### EXTRACTED RECORDS ###
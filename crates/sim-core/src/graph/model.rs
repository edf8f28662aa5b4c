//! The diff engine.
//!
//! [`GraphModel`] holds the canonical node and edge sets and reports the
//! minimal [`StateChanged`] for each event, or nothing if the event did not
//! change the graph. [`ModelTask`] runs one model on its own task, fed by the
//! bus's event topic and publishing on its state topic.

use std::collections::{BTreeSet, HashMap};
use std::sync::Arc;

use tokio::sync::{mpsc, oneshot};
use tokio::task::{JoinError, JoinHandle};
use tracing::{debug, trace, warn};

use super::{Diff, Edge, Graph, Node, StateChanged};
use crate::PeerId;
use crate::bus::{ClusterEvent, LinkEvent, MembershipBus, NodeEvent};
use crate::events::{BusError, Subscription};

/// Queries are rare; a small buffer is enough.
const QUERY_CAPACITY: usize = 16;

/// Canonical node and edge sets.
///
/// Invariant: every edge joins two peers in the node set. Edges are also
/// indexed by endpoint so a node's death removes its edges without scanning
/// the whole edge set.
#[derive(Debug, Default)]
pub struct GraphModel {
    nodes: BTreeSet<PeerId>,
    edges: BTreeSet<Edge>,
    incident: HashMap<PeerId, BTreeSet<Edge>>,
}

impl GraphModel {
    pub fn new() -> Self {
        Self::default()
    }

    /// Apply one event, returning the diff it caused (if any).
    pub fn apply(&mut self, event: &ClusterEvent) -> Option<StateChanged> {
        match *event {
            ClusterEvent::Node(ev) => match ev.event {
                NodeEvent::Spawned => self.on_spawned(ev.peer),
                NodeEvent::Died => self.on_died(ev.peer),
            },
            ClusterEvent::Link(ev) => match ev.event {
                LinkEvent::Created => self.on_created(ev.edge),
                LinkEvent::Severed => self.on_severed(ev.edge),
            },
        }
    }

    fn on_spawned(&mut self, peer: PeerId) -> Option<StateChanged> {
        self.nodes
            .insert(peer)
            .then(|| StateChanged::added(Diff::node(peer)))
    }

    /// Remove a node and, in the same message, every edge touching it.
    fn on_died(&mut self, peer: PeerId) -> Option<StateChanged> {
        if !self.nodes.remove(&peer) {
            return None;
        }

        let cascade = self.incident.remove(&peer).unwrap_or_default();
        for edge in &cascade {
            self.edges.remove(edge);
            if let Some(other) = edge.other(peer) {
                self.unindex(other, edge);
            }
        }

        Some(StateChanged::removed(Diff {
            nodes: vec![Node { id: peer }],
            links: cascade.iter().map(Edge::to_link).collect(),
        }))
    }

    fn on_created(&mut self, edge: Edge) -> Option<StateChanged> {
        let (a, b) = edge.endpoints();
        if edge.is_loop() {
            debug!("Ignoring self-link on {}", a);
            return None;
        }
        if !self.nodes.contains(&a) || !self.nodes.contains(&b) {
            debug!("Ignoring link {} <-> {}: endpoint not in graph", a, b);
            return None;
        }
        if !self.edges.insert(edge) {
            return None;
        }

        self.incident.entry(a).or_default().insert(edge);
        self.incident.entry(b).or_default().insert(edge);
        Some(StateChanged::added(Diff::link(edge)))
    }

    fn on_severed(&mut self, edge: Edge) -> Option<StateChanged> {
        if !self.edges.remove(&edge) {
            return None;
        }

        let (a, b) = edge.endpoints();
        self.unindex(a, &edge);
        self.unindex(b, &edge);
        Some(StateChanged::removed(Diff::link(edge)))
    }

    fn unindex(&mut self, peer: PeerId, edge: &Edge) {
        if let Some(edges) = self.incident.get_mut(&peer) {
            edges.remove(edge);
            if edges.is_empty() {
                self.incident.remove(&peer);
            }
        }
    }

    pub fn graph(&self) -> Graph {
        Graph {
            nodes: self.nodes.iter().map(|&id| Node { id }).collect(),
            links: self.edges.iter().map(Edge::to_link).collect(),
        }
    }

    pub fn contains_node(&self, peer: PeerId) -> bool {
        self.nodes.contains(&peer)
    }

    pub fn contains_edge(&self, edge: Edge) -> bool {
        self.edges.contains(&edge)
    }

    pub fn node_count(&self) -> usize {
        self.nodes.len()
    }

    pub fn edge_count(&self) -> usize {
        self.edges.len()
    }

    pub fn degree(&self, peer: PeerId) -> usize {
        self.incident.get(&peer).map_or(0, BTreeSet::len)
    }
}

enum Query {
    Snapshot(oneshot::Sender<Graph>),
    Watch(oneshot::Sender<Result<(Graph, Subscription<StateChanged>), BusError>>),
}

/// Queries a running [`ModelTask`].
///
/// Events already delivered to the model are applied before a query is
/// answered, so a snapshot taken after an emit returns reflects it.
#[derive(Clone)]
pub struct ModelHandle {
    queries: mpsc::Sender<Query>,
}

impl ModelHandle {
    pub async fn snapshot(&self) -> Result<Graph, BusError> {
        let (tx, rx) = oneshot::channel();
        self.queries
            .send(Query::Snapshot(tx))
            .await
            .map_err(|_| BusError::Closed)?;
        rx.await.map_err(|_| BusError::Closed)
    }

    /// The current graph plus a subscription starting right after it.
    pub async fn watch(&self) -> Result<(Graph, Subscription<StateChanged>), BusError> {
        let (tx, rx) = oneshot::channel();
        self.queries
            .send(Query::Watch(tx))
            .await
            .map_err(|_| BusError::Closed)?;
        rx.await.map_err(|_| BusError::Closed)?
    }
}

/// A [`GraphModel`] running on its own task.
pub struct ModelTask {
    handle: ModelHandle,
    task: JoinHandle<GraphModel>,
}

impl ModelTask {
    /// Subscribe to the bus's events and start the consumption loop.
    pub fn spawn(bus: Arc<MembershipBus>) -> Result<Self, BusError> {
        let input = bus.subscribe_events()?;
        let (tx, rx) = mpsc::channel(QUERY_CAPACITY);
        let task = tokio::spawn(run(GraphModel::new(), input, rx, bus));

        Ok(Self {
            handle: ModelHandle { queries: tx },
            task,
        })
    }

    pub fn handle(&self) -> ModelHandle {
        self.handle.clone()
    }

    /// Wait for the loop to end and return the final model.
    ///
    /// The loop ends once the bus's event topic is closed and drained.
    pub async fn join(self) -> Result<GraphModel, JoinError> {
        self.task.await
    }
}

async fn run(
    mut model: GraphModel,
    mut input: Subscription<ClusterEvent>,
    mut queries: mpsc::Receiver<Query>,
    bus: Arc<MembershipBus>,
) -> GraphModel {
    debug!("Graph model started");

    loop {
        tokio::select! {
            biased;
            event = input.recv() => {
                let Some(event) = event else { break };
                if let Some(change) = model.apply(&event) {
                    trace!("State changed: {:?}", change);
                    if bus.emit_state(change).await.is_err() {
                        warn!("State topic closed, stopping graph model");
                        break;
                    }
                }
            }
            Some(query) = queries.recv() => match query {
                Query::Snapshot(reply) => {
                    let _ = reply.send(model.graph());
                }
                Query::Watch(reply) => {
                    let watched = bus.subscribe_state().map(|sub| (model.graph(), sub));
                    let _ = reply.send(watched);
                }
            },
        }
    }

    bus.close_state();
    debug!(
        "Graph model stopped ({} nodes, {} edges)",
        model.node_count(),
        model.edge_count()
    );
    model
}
###
Quote the data above in full, changing nothing.

filename crates/sim-core/src/graph/model.rs
repository edf8f28662aa5b4c
//! The diff engine.
//!
//! [`GraphModel`] holds the canonical node and edge sets and reports the
//! minimal [`StateChanged`] for each event, or nothing if the event did not
//! change the graph. [`ModelTask`] runs one model on its own task, fed by the
//! bus's event topic and publishing on its state topic.

use std::collections::{BTreeSet, HashMap};
use std::sync::Arc;

use tokio::sync::{mpsc, oneshot};
use tokio::task::{JoinError, JoinHandle};
use tracing::{debug, trace, warn};

use super::{Diff, Edge, Graph, Node, StateChanged};
use crate::PeerId;
use crate::bus::{ClusterEvent, LinkEvent, MembershipBus, NodeEvent};
use crate::events::{BusError, Subscription};

/// Queries are rare; a small buffer is enough.
const QUERY_CAPACITY: usize = 16;

/// Canonical node and edge sets.
///
/// Invariant: every edge joins two peers in the node set. Edges are also
/// indexed by endpoint so a node's death removes its edges without scanning
/// the whole edge set.
#[derive(Debug, Default)]
pub struct GraphModel {
    nodes: BTreeSet<PeerId>,
    edges: BTreeSet<Edge>,
    incident: HashMap<PeerId, BTreeSet<Edge>>,
}

impl GraphModel {
    pub fn new() -> Self {
        Self::default()
    }

    /// Apply one event, returning the diff it caused (if any).
    pub fn apply(&mut self, event: &ClusterEvent) -> Option<StateChanged> {
        match *event {
            ClusterEvent::Node(ev) => match ev.event {
                NodeEvent::Spawned => self.on_spawned(ev.peer),
                NodeEvent::Died => self.on_died(ev.peer),
            },
            ClusterEvent::Link(ev) => match ev.event {
                LinkEvent::Created => self.on_created(ev.edge),
                LinkEvent::Severed => self.on_severed(ev.edge),
            },
        }
    }

    fn on_spawned(&mut self, peer: PeerId) -> Option<StateChanged> {
        self.nodes
            .insert(peer)
            .then(|| StateChanged::added(Diff::node(peer)))
    }

    /// Remove a node and, in the same message, every edge touching it.
    fn on_died(&mut self, peer: PeerId) -> Option<StateChanged> {
        if !self.nodes.remove(&peer) {
            return None;
        }

        let cascade = self.incident.remove(&peer).unwrap_or_default();
        for edge in &cascade {
            self.edges.remove(edge);
            if let Some(other) = edge.other(peer) {
                self.unindex(other, edge);
            }
        }

        Some(StateChanged::removed(Diff {
            nodes: vec![Node { id: peer }],
            links: cascade.iter().map(Edge::to_link).collect(),
        }))
    }

    fn on_created(&mut self, edge: Edge) -> Option<StateChanged> {
        let (a, b) = edge.endpoints();
        if edge.is_loop() {
            debug!("Ignoring self-link on {}", a);
            return None;
        }
        if !self.nodes.contains(&a) || !self.nodes.contains(&b) {
            debug!("Ignoring link {} <-> {}: endpoint not in graph", a, b);
            return None;
        }
        if !self.edges.insert(edge) {
            return None;
        }

        self.incident.entry(a).or_default().insert(edge);
        self.incident.entry(b).or_default().insert(edge);
        Some(StateChanged::added(Diff::link(edge)))
    }

    fn on_severed(&mut self, edge: Edge) -> Option<StateChanged> {
        if !self.edges.remove(&edge) {
            return None;
        }

        let (a, b) = edge.endpoints();
        self.unindex(a, &edge);
        self.unindex(b, &edge);
        Some(StateChanged::removed(Diff::link(edge)))
    }

    fn unindex(&mut self, peer: PeerId, edge: &Edge) {
        if let Some(edges) = self.incident.get_mut(&peer) {
            edges.remove(edge);
            if edges.is_empty() {
                self.incident.remove(&peer);
            }
        }
    }

    pub fn graph(&self) -> Graph {
        Graph {
            nodes: self.nodes.iter().map(|&id| Node { id }).collect(),
            links: self.edges.iter().map(Edge::to_link).collect(),
        }
    }

    pub fn contains_node(&self, peer: PeerId) -> bool {
        self.nodes.contains(&peer)
    }

    pub fn contains_edge(&self, edge: Edge) -> bool {
        self.edges.contains(&edge)
    }

    pub fn node_count(&self) -> usize {
        self.nodes.len()
    }

    pub fn edge_count(&self) -> usize {
        self.edges.len()
    }

    pub fn degree(&self, peer: PeerId) -> usize {
        self.incident.get(&peer).map_or(0, BTreeSet::len)
    }
}

enum Query {
    Snapshot(oneshot::Sender<Graph>),
    Watch(oneshot::Sender<Result<(Graph, Subscription<StateChanged>), BusError>>),
}

/// Queries a running [`ModelTask`].
///
/// Events already delivered to the model are applied before a query is
/// answered, so a snapshot taken after an emit returns reflects it.
#[derive(Clone)]
pub struct ModelHandle {
    queries: mpsc::Sender<Query>,
}

impl ModelHandle {
    pub async fn snapshot(&self) -> Result<Graph, BusError> {
        let (tx, rx) = oneshot::channel();
        self.queries
            .send(Query::Snapshot(tx))
            .await
            .map_err(|_| BusError::Closed)?;
        rx.await.map_err(|_| BusError::Closed)
    }

    /// The current graph plus a subscription starting right after it.
    pub async fn watch(&self) -> Result<(Graph, Subscription<StateChanged>), BusError> {
        let (tx, rx) = oneshot::channel();
        self.queries
            .send(Query::Watch(tx))
            .await
            .map_err(|_| BusError::Closed)?;
        rx.await.map_err(|_| BusError::Closed)?
    }
}

/// A [`GraphModel`] running on its own task.
pub struct ModelTask {
    handle: ModelHandle,
    task: JoinHandle<GraphModel>,
}

impl ModelTask {
    /// Subscribe to the bus's events and start the consumption loop.
    pub fn spawn(bus: Arc<MembershipBus>) -> Result<Self, BusError> {
        let input = bus.subscribe_events()?;
        let (tx, rx) = mpsc::channel(QUERY_CAPACITY);
        let task = tokio::spawn(run(GraphModel::new(), input, rx, bus));

        Ok(Self {
            handle: ModelHandle { queries: tx },
            task,
        })
    }

    pub fn handle(&self) -> ModelHandle {
        self.handle.clone()
    }

    /// Wait for the loop to end and return the final model.
    ///
    /// The loop ends once the bus's event topic is closed and drained.
    pub async fn join(self) -> Result<GraphModel, JoinError> {
        self.task.await
    }
}

async fn run(
    mut model: GraphModel,
    mut input: Subscription<ClusterEvent>,
    mut queries: mpsc::Receiver<Query>,
    bus: Arc<MembershipBus>,
) -> GraphModel {
    debug!("Graph model started");

    loop {
        tokio::select! {
            biased;
            event = input.recv() => {
                let Some(event) = event else { break };
                if let Some(change) = model.apply(&event) {
                    trace!("State changed: {:?}", change);
                    if bus.emit_state(change).await.is_err() {
                        warn!("State topic closed, stopping graph model");
                        break;
                    }
                }
            }
            Some(query) = queries.recv() => match query {
                Query::Snapshot(reply) => {
                    let _ = reply.send(model.graph());
                }
                Query::Watch(reply) => {
                    let watched = bus.subscribe_state().map(|sub| (model.graph(), sub));
                    let _ = reply.send(watched);
                }
            },
        }
    }

    bus.close_state();
    debug!(
        "Graph model stopped ({} nodes, {} edges)",
        model.node_count(),
        model.edge_count()
    );
    model
}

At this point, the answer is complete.